__Aim of the task__: Copy the records exactly. Every line must match.

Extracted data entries
Start of Block
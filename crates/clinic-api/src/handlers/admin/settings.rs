//! System settings handlers.

use axum::Json;
use axum::extract::{Path, State};

use clinic_auth::rbac::Permission;
use clinic_core::error::AppError;
use clinic_entity::setting::Setting;

use crate::dto::ApiResponse;
use crate::dto::request::SettingBody;
use crate::extractors::AuthUser;
use crate::middleware::rbac::require_permission;
use crate::state::AppState;

/// GET /api/admin/settings
pub async fn list_settings(
    State(state): State<AppState>,
    auth: AuthUser,
) -> Result<Json<ApiResponse<Vec<Setting>>>, AppError> {
    require_permission(&state, &auth, Permission::SettingsManage)?;
    let settings = state.settings_service.list().await?;
    Ok(Json(ApiResponse::ok(settings)))
}

/// PUT /api/admin/settings/{key}
pub async fn update_setting(
    State(state): State<AppState>,
    auth: AuthUser,
    Path(key): Path<String>,
    Json(body): Json<SettingBody>,
) -> Result<Json<ApiResponse<Setting>>, AppError> {
    require_permission(&state, &auth, Permission::SettingsManage)?;
    let setting = state
        .settings_service
        .update(&auth, &key, body.value)
        .await?;
    Ok(Json(ApiResponse::ok(setting)))
}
End of Block
__Problem solution__:
filename crates/clinic-api/src/handlers/admin/settings.rs
//! System settings handlers.

use axum::Json;
use axum::extract::{Path, State};

use clinic_auth::rbac::Permission;
use clinic_core::error::AppError;
use clinic_entity::setting::Setting;

use crate::dto::ApiResponse;
use crate::dto::request::SettingBody;
use crate::extractors::AuthUser;
use crate::middleware::rbac::require_permission;
use crate::state::AppState;

/// GET /api/admin/settings
pub async fn list_settings(
    State(state): State<AppState>,
    auth: AuthUser,
) -> Result<Json<ApiResponse<Vec<Setting>>>, AppError> {
    require_permission(&state, &auth, Permission::SettingsManage)?;
    let settings = state.settings_service.list().await?;
    Ok(Json(ApiResponse::ok(settings)))
}

/// PUT /api/admin/settings/{key}
pub async fn update_setting(
    State(state): State<AppState>,
    auth: AuthUser,
    Path(key): Path<String>,
    Json(body): Json<SettingBody>,
) -> Result<Json<ApiResponse<Setting>>, AppError> {
    require_permission(&state, &auth, Permission::SettingsManage)?;
    let setting = state
        .settings_service
        .update(&auth, &key, body.value)
        .await?;
    Ok(Json(ApiResponse::ok(setting)))
}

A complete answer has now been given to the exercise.